**Task instructions:** Among the entries that follow, find every line with the word "keys" and list it.

**Material for this exercise:**
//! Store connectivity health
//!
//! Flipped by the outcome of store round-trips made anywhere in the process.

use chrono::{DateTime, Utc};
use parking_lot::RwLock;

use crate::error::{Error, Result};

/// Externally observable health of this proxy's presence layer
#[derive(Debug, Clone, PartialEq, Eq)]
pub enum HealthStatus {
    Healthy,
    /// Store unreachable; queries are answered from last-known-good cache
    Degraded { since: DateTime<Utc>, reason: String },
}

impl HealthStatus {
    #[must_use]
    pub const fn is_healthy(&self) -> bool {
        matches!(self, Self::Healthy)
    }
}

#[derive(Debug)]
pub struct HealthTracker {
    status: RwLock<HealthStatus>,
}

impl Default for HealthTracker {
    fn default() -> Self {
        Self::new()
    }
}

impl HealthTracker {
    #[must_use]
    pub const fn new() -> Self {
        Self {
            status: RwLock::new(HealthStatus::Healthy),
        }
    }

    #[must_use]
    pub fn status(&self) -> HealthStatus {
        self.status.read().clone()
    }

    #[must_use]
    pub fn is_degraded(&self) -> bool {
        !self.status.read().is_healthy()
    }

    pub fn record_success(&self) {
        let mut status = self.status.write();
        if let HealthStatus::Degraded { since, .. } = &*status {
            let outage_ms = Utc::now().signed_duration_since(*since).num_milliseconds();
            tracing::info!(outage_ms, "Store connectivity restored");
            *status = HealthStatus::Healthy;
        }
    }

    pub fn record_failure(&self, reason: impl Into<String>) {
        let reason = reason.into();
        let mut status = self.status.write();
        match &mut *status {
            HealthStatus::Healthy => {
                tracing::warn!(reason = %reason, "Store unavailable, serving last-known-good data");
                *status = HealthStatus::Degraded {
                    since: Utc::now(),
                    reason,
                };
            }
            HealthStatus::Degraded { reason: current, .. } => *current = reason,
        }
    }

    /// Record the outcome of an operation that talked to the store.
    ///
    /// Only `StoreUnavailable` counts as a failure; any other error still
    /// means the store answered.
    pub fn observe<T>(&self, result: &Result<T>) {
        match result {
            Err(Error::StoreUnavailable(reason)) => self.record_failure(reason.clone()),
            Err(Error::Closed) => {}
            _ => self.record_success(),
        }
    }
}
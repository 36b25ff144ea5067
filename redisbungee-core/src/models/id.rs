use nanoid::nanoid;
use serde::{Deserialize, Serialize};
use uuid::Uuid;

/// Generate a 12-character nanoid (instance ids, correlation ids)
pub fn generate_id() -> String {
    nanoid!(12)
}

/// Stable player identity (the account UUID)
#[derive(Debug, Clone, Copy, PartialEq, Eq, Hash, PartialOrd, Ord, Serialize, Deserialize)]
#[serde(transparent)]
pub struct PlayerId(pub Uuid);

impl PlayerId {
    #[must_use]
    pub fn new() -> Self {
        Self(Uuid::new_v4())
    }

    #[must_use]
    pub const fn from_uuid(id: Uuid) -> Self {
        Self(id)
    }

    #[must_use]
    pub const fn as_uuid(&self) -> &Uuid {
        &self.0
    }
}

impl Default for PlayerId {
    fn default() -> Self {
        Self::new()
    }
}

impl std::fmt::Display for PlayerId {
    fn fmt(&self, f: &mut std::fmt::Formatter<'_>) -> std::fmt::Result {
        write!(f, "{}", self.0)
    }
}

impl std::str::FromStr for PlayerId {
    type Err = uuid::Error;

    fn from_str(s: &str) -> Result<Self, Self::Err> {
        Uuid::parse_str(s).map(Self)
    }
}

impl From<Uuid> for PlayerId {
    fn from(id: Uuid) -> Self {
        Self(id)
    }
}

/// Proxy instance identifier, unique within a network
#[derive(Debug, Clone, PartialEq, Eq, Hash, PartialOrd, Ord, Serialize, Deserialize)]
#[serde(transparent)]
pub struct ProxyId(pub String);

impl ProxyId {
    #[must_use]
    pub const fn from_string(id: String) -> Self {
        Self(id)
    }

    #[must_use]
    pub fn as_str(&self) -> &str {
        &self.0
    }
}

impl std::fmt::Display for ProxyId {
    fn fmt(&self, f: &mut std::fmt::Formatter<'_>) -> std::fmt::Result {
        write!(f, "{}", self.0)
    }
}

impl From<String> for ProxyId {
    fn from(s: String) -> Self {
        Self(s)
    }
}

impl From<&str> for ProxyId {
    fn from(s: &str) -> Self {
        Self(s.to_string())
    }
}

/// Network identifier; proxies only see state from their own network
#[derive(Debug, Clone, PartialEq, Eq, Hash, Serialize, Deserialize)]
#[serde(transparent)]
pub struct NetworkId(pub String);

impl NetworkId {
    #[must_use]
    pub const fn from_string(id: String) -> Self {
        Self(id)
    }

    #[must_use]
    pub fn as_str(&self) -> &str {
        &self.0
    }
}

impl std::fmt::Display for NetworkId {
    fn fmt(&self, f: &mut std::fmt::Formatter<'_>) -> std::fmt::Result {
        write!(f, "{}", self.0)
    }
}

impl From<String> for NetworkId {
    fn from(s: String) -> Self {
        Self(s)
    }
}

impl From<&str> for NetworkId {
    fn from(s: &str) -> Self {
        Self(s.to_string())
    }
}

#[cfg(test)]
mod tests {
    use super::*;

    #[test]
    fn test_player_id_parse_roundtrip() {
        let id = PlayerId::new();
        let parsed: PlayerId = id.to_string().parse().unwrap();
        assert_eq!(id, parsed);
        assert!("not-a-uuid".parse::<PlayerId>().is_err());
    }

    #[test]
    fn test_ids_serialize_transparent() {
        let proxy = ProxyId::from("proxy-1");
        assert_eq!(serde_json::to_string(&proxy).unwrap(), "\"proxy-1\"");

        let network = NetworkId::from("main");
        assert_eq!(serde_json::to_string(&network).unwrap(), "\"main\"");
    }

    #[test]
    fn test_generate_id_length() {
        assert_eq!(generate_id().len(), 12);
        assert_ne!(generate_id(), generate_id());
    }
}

---

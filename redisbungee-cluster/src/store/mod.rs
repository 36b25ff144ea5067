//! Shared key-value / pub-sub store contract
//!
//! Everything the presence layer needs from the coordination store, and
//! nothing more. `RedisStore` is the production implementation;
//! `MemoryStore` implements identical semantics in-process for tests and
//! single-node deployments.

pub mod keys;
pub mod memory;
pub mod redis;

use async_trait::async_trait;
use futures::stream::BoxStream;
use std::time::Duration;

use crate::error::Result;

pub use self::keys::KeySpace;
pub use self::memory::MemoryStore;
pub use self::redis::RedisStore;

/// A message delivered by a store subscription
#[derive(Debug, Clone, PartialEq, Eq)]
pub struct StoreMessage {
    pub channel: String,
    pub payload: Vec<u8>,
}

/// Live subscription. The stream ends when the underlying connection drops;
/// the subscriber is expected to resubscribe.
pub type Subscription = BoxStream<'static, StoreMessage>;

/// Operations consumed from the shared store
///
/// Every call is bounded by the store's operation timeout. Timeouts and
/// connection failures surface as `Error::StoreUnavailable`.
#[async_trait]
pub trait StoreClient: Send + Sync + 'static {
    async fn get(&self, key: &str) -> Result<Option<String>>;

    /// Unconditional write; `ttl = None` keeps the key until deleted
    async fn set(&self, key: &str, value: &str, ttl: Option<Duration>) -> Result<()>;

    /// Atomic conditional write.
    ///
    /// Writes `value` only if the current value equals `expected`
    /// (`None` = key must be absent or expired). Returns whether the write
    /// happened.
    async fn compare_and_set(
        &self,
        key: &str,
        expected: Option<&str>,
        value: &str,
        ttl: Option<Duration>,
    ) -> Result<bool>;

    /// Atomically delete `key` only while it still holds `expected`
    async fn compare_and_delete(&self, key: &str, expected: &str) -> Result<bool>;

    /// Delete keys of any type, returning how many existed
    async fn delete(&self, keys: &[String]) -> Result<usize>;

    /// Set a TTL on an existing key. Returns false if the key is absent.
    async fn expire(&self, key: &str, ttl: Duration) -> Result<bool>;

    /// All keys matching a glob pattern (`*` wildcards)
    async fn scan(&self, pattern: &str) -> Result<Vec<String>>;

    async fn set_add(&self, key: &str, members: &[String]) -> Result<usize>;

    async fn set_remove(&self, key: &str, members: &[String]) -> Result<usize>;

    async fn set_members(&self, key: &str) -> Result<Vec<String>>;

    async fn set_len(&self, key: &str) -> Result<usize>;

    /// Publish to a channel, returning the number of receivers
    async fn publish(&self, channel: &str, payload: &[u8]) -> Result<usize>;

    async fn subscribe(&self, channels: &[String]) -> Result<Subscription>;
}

**Reply to the exercise:**
pub mod keys;
pub use self::keys::KeySpace;
    /// Delete keys of any type, returning how many existed
    async fn delete(&self, keys: &[String]) -> Result<usize>;
    /// All keys matching a glob pattern (`*` wildcards)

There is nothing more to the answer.